The list of areas where prosecutorial discretion surfaces is quite long.  And in fact, it is hard to imagine a job that a person could have in their late twenties or early thirties where he or she could have so much discretionary power over other people’s lives.  It’s one of the reasons young lawyers love being Assistant U.S. Attorneys:  they get to have relevant professional lives that have real impact, at a relatively early stage of their careers.

 

But the dark side of this reality is that prosecutors can do enormous damage in the exercise of their discretion, which is essentially unreviewable.  This New York Times piece yesterday gave a good example.  On the criminal side of the house, the use of the Section 851 mandatory minimum sentencing enhancements can give prosecutors enormous leverage to force defendants to plead guilty when they would otherwise go to trial.  Sometimes the use of this leverage is inoffensive; other times it can be deeply troubling and lead to unjust results.

 

We now incarcerate a higher percentage of our population than any other industrialized nation in the world, with disproportionate numbers of the prison population being people of color.  Congress, in its zeal to show how tough it could be on drug crime, passed many sentencing “enhancement” laws in the 1980’s that caused sentences to go well beyond the structured sentencing schemes put in place by the federal Sentencing Commission and the guidelines it promulgated.  Section 851 was one of those “enhancements,” and one that should be re-evaluated.

 

On the civil side of the house, an area of fertile debate is the government’s discretionary power to settle large cases against companies for monetary fines and civil damages only, without going after the individuals behind the corporate schemes. In the Pfizer case, for example, the then-record $2.3 billion settlement was impressive indeed, but the judge overseeing the case went out of his way to question prosecutors how $2.3 billion worth of fraud could not result in any individuals being held accountable.  Judge Rakoff in the Southern District of New York has also been a frequent critic of these corporate deals, in one instance rejecting a proposed settlement reached between the government and a bank defendant as too friendly to the bank and lacking in any actual admissions of wrong-doing.

 

So prosecutorial discretion is one of the things that makes the job of a prosecutor challenging and fun. But the wide latitude it gives individual lawyers, with relatively little oversight, can also lead to bad outcomes, or results that leave many questions still to be answered.

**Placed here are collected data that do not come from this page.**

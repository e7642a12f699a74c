//! Central primitives for running a discrete event simulation.
//!
//! A [`Simulation`] is created from a [`TopologyDef`](crate::net::TopologyDef)
//! by a [`Builder`]. It owns one runtime per rank, each with its own
//! future event set, and drives them to completion in [`Simulation::run`].

mod builder;
mod error;
mod event_set;
mod limit;
mod par;
mod voter;

pub use self::builder::*;
pub use self::error::*;
pub use self::limit::*;
pub use self::voter::*;

pub(crate) use self::event_set::*;
pub use self::par::RankPanicked;
pub(crate) use self::par::RemoteEvent;

use std::{any::Any, fmt::Display, sync::Arc};

use tracing::{error, info_span, trace};

use crate::net::{
    Component, ComponentId, Context, Event, Link, LinkStats, PortBinding, PortDescriptor,
    PortId, PortMode, ProtocolViolation, Rank,
};
use crate::time::SimTime;

pub(crate) struct ComponentSlot {
    pub(crate) name: String,
    pub(crate) component: Box<dyn Component>,
    pub(crate) declared: &'static [PortDescriptor],
    pub(crate) ports: Vec<Option<PortBinding>>,
}

impl ComponentSlot {
    fn port_name(&self, port: PortId) -> String {
        self.declared
            .get(port.0)
            .map_or_else(|| format!("#{}", port.0), |p| p.name.to_string())
    }
}

/// The outcome of a call to [`Runtime::dispatch_until`].
#[derive(Debug, Clone, Copy, PartialEq, Eq)]
pub(crate) enum Dispatch {
    /// No events are left before the requested bound.
    Idle,
    /// All voting participants of this rank are ready.
    Voted,
    /// The next event would exceed the runtime limit.
    LimitReached,
}

///
/// The event loop of a single rank.
///
/// A runtime owns the components of its rank and delivers the events
/// addressed to them in order of (time, schedule order). Events for
/// components on other ranks are collected and must be forwarded by
/// the caller.
///
pub(crate) struct Runtime {
    rank: Rank,
    slots: Vec<Option<ComponentSlot>>,
    links: Arc<[Link]>,
    stats: Vec<LinkStats>,

    future_event_set: FutureEventSet,
    remote: Vec<RemoteEvent>,
    outbox: Vec<(PortId, Event)>,
    remote_seq: u64,

    tally: Arc<VoteTally>,
    limit: RuntimeLimit,
    itr: usize,
    last_event_time: SimTime,
}

impl Runtime {
    pub(crate) fn new(
        rank: Rank,
        slots: Vec<Option<ComponentSlot>>,
        links: Arc<[Link]>,
        tally: Arc<VoteTally>,
        limit: RuntimeLimit,
    ) -> Self {
        let stats = links.iter().map(|l| LinkStats::new(l.name())).collect();
        Self {
            rank,
            slots,
            links,
            stats,

            future_event_set: FutureEventSet::new(),
            remote: Vec::new(),
            outbox: Vec::new(),
            remote_seq: 0,

            tally,
            limit,
            itr: 0,
            last_event_time: SimTime::ZERO,
        }
    }

    pub(crate) fn rank(&self) -> Rank {
        self.rank
    }

    pub(crate) fn tally(&self) -> &VoteTally {
        &self.tally
    }

    pub(crate) fn num_events_dispatched(&self) -> usize {
        self.itr
    }

    pub(crate) fn num_events_pending(&self) -> usize {
        self.future_event_set.len()
    }

    pub(crate) fn next_event_time(&self) -> Option<SimTime> {
        self.future_event_set.peek_time()
    }

    pub(crate) fn last_event_time(&self) -> SimTime {
        self.last_event_time
    }

    pub(crate) fn descriptor(&self) -> String {
        self.future_event_set.descriptor()
    }

    /// Calls the setup hook of every local component in registration order.
    pub(crate) fn start(&mut self) -> Result<(), RuntimeError> {
        SimTime::set_now(SimTime::ZERO);
        for idx in 0..self.slots.len() {
            let Some(slot) = self.slots[idx].as_mut() else {
                continue;
            };

            let span = info_span!("component", name = %slot.name, rank = %self.rank);
            let _guard = span.enter();
            slot.component
                .setup(&mut Context::new(&slot.name, self.rank, &mut self.outbox));
            self.flush(ComponentId(idx))?;
        }
        Ok(())
    }

    /// Dispatches events scheduled strictly before `end`.
    ///
    /// If `stop_on_vote` is set, the loop returns right after the event in
    /// which the last voting participant of this rank became ready.
    pub(crate) fn dispatch_until(
        &mut self,
        end: Option<SimTime>,
        stop_on_vote: bool,
    ) -> Result<Dispatch, RuntimeError> {
        if stop_on_vote && self.tally.all_ready() {
            return Ok(Dispatch::Voted);
        }

        while let Some(time) = self.future_event_set.peek_time() {
            if end.is_some_and(|end| time >= end) {
                return Ok(Dispatch::Idle);
            }
            if self.limit.applies(self.itr + 1, time) {
                return Ok(Dispatch::LimitReached);
            }

            let Some(node) = self.future_event_set.fetch_next() else {
                break;
            };
            self.dispatch_event(node)?;

            if stop_on_vote && self.tally.all_ready() {
                return Ok(Dispatch::Voted);
            }
        }
        Ok(Dispatch::Idle)
    }

    /// Calls the finish hook of every local component. Sends issued
    /// from these hooks are discarded.
    pub(crate) fn finish(&mut self) {
        for slot in self.slots.iter_mut().flatten() {
            let span = info_span!("component", name = %slot.name, rank = %self.rank);
            let _guard = span.enter();
            slot.component
                .finish(&mut Context::new(&slot.name, self.rank, &mut self.outbox));
            if !self.outbox.is_empty() {
                trace!("discarding {} events sent after the end", self.outbox.len());
                self.outbox.clear();
            }
        }
    }

    /// Takes the events addressed to other ranks.
    pub(crate) fn take_remote(&mut self) -> Vec<RemoteEvent> {
        std::mem::take(&mut self.remote)
    }

    /// Schedules events that arrived from other ranks.
    ///
    /// Events are inserted ordered by (time, origin, send order), so the
    /// result does not depend on the order of arrival.
    pub(crate) fn receive(&mut self, mut events: Vec<RemoteEvent>) {
        events.sort_by_key(|e| (e.time, e.origin, e.seq));
        for e in events {
            self.future_event_set.add(
                e.time,
                RuntimeEvent::Deliver {
                    link: e.link,
                    to: e.to,
                    event: e.event,
                },
            );
        }
    }

    /// Takes the components and link statistics out of a finished runtime.
    pub(crate) fn into_parts(self) -> (Vec<Option<ComponentSlot>>, Vec<LinkStats>) {
        (self.slots, self.stats)
    }

    fn dispatch_event(&mut self, node: EventNode) -> Result<(), RuntimeError> {
        self.itr += 1;

        SimTime::set_now(node.time);
        self.last_event_time = node.time;

        let RuntimeEvent::Deliver { link, to, event } = node.event;
        let end = self.links[link.0].end(to);
        let (component, port) = (end.component, end.port);

        let Some(slot) = self.slots[component.0].as_mut() else {
            return Err(RoutingError {
                link: self.links[link.0].name().to_string(),
                rank: self.rank,
            }
            .into());
        };
        self.stats[link.0].direction_mut(to.opposite()).delivered += 1;

        let span = info_span!("component", name = %slot.name, rank = %self.rank);
        let _guard = span.enter();

        let result = match slot.ports.get(port.0).and_then(Option::as_ref) {
            Some(binding) if binding.mode == PortMode::Duplex => slot.component.handle_event(
                &mut Context::new(&slot.name, self.rank, &mut self.outbox),
                port,
                event,
            ),
            _ => Err(ProtocolViolation::NoHandler {
                port: slot.port_name(port),
            }),
        };

        if let Err(violation) = result {
            error!("{violation}");
            self.outbox.clear();
            return Err(ComponentFault {
                component: slot.name.clone(),
                violation,
            }
            .into());
        }

        self.flush(component)
    }

    /// Hands the sends of the last hook over to the links.
    fn flush(&mut self, component: ComponentId) -> Result<(), RuntimeError> {
        if self.outbox.is_empty() {
            return Ok(());
        }
        let Some(slot) = self.slots[component.0].as_ref() else {
            return Ok(());
        };

        let now = SimTime::now();
        for (port, event) in self.outbox.drain(..) {
            let Some(binding) = slot.ports.get(port.0).and_then(Option::as_ref) else {
                error!("sent on port '{}' without configuring it", slot.port_name(port));
                return Err(ComponentFault {
                    component: slot.name.clone(),
                    violation: ProtocolViolation::UnconfiguredPort {
                        port: slot.port_name(port),
                    },
                }
                .into());
            };

            let link = &self.links[binding.link.0];
            let to = binding.side.opposite();
            let target = link.end(to);
            let time = now.saturating_add(link.latency());
            self.stats[link.id().0].direction_mut(binding.side).sent += 1;

            if target.rank == self.rank {
                self.future_event_set.add(
                    time,
                    RuntimeEvent::Deliver {
                        link: link.id(),
                        to,
                        event,
                    },
                );
            } else {
                self.remote.push(RemoteEvent {
                    target: target.rank,
                    origin: self.rank,
                    seq: self.remote_seq,
                    time,
                    link: link.id(),
                    to,
                    event,
                });
                self.remote_seq += 1;
            }
        }
        Ok(())
    }
}

/// The reason a simulation ended.
#[derive(Debug, Clone, Copy, PartialEq, Eq, Hash)]
pub enum Termination {
    /// Every voting participant signaled that it is ready.
    AllVotersReady,
    /// No events were left on any rank.
    EventsExhausted,
    /// The configured [`RuntimeLimit`] was reached.
    LimitReached,
}

impl Display for Termination {
    fn fmt(&self, f: &mut std::fmt::Formatter<'_>) -> std::fmt::Result {
        match self {
            Self::AllVotersReady => write!(f, "all voters ready"),
            Self::EventsExhausted => write!(f, "events exhausted"),
            Self::LimitReached => write!(f, "limit reached"),
        }
    }
}

/// The state of a single rank after the run.
#[derive(Debug, Clone, PartialEq, Eq)]
pub struct RankReport {
    /// The rank.
    pub rank: Rank,
    /// The number of events dispatched on this rank.
    pub events: usize,
    /// The number of events left undispatched.
    pub pending: usize,
    /// The time of the last event dispatched on this rank.
    pub end_time: SimTime,
    /// Registered voting participants.
    pub participants: usize,
    /// Participants that signaled readiness.
    pub ready: usize,
}

/// The result of a simulation run.
pub struct SimReport {
    /// The time of the last dispatched event.
    pub end_time: SimTime,
    /// Why the run ended.
    pub reason: Termination,
    /// The total number of dispatched events.
    pub events: usize,
    /// Per rank results, ordered by rank.
    pub ranks: Vec<RankReport>,
    /// Per link statistics, merged across ranks.
    pub links: Vec<LinkStats>,
    components: Vec<(String, Box<dyn Component>)>,
}

impl SimReport {
    /// The finished component with the given name, if it is of type `T`.
    #[must_use]
    pub fn component<T: Any>(&self, name: &str) -> Option<&T> {
        self.components
            .iter()
            .find(|(n, _)| n == name)
            .and_then(|(_, c)| c.as_any().downcast_ref())
    }

    /// The names of all components, in registration order.
    pub fn component_names(&self) -> impl Iterator<Item = &str> {
        self.components.iter().map(|(n, _)| n.as_str())
    }

    /// The statistics of the link with the given name.
    #[must_use]
    pub fn link(&self, name: &str) -> Option<&LinkStats> {
        self.links.iter().find(|l| l.name == name)
    }

    /// The total number of events handed to links.
    #[must_use]
    pub fn messages_sent(&self) -> usize {
        self.links.iter().map(LinkStats::total_sent).sum()
    }

    /// The total number of events handed to components.
    #[must_use]
    pub fn messages_delivered(&self) -> usize {
        self.links.iter().map(LinkStats::total_delivered).sum()
    }
}

impl std::fmt::Debug for SimReport {
    fn fmt(&self, f: &mut std::fmt::Formatter<'_>) -> std::fmt::Result {
        f.debug_struct("SimReport")
            .field("end_time", &self.end_time)
            .field("reason", &self.reason)
            .field("events", &self.events)
            .field("ranks", &self.ranks)
            .field("links", &self.links)
            .finish_non_exhaustive()
    }
}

U.S. Scores Big Win Against Bank of America and Countrywide for Bank Fraud

The U.S. District Court Judge has ordered that Bank of America, Countrywide and one individual pay a bank fraud penalty of $1.3.  In his opinion, Judge Rakoff adopted the United States’ interpretation (see brief 1 and brief 2) of the penalty provisions of the Financial Institutions Reform, Recovery, and Enforcement Act of 1989, 12 U.S.C. § 1833a  (“FIRREA”), and rejected the argument by defendants.  FIRREA is a powerful weapon passed by Congress in response to the savings and loan crisis of the 1980’s. Using a tip from a whistleblower, prosecutors dusted off the law and used it to great success in this case.  Under FIRREA, a successful whistleblower shall be entitled to a reward of “20 percent to 30 percent of any recovery up to the first $1,000,000 recovered, 10 percent to 20 percent of the next $4,000,000 recovered, and 5 percent to 10 percent of the next $5,000,000 recovered.” 12 U.S.C. § 4205.  In calculating that award, the Attorney General may consider the size of the overall recovery and the usefulness of the information provided by the whistleblower. Id.  This means that in this case, the whistleblower is entitled to an award of between $850,000 to $1.6 million of the government’s $1.3 billion recovery. Unlike the False Claims Act, FIRREA caps the whistleblower’s reward; in other words, he or she only shares in the first $10 million of any recovery.  Presumably the defendants will appeal the jury verdict on liability and the judge’s order on penalty so this saga is not yet over.